EXERCISE DATA:
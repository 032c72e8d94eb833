use serde::{Deserialize, Serialize};

/// Water count at which a flower becomes ready to send.
pub const READY_WATER_COUNT: i64 = 7;

/// Flower lifecycle. Transitions are one-directional:
/// growing -> ready -> sent.
#[derive(Debug, Clone, Copy, PartialEq, Eq, Serialize, Deserialize)]
#[serde(rename_all = "lowercase")]
pub enum FlowerStatus {
    Growing,
    Ready,
    Sent,
}

impl FlowerStatus {
    pub fn as_str(self) -> &'static str {
        match self {
            Self::Growing => "growing",
            Self::Ready => "ready",
            Self::Sent => "sent",
        }
    }

    pub fn parse(s: &str) -> Option<Self> {
        match s {
            "growing" => Some(Self::Growing),
            "ready" => Some(Self::Ready),
            "sent" => Some(Self::Sent),
            _ => None,
        }
    }
}

#[derive(Debug, Clone, Copy, PartialEq, Eq, Serialize, Deserialize)]
#[serde(rename_all = "lowercase")]
pub enum DropType {
    Text,
    Voice,
    Photo,
    Video,
    Mood,
}

impl DropType {
    pub fn as_str(self) -> &'static str {
        match self {
            Self::Text => "text",
            Self::Voice => "voice",
            Self::Photo => "photo",
            Self::Video => "video",
            Self::Mood => "mood",
        }
    }

    pub fn parse(s: &str) -> Option<Self> {
        match s {
            "text" => Some(Self::Text),
            "voice" => Some(Self::Voice),
            "photo" => Some(Self::Photo),
            "video" => Some(Self::Video),
            "mood" => Some(Self::Mood),
            _ => None,
        }
    }
}

#[derive(Debug, Clone, Copy, PartialEq, Eq, Serialize, Deserialize)]
#[serde(rename_all = "lowercase")]
pub enum DeliveryMode {
    Instant,
    Scheduled,
}

impl DeliveryMode {
    pub fn as_str(self) -> &'static str {
        match self {
            Self::Instant => "instant",
            Self::Scheduled => "scheduled",
        }
    }

    pub fn parse(s: &str) -> Option<Self> {
        match s {
            "instant" => Some(Self::Instant),
            "scheduled" => Some(Self::Scheduled),
            _ => None,
        }
    }
}

/// Stage is derived from the cumulative water count, never set directly.
pub fn stage_for_water_count(water_count: i64) -> i64 {
    if water_count >= READY_WATER_COUNT {
        2
    } else if water_count >= 3 {
        1
    } else {
        0
    }
}

#[cfg(test)]
mod tests {
    use super::*;

    #[test]
    fn stage_thresholds() {
        assert_eq!(stage_for_water_count(0), 0);
        assert_eq!(stage_for_water_count(2), 0);
        assert_eq!(stage_for_water_count(3), 1);
        assert_eq!(stage_for_water_count(6), 1);
        assert_eq!(stage_for_water_count(7), 2);
        assert_eq!(stage_for_water_count(30), 2);
    }

    #[test]
    fn status_rejects_unknown_strings() {
        assert_eq!(FlowerStatus::parse("growing"), Some(FlowerStatus::Growing));
        assert_eq!(FlowerStatus::parse("wilted"), None);
        assert_eq!(DropType::parse("voice"), Some(DropType::Voice));
        assert_eq!(DropType::parse("hologram"), None);
        assert_eq!(DeliveryMode::parse("scheduled"), Some(DeliveryMode::Scheduled));
        assert_eq!(DeliveryMode::parse("carrier-pigeon"), None);
    }
}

WORK REQUEST:
Starting at the line that contains "assert_eq!(stage_for_water_count(0), 0);", copy every line down to the last line of the records above, exactly as written.

RESULT OF THE EXERCISE:
        assert_eq!(stage_for_water_count(0), 0);
        assert_eq!(stage_for_water_count(2), 0);
        assert_eq!(stage_for_water_count(3), 1);
        assert_eq!(stage_for_water_count(6), 1);
        assert_eq!(stage_for_water_count(7), 2);
        assert_eq!(stage_for_water_count(30), 2);
    }

    #[test]
    fn status_rejects_unknown_strings() {
        assert_eq!(FlowerStatus::parse("growing"), Some(FlowerStatus::Growing));
        assert_eq!(FlowerStatus::parse("wilted"), None);
        assert_eq!(DropType::parse("voice"), Some(DropType::Voice));
        assert_eq!(DropType::parse("hologram"), None);
        assert_eq!(DeliveryMode::parse("scheduled"), Some(DeliveryMode::Scheduled));
        assert_eq!(DeliveryMode::parse("carrier-pigeon"), None);
    }
}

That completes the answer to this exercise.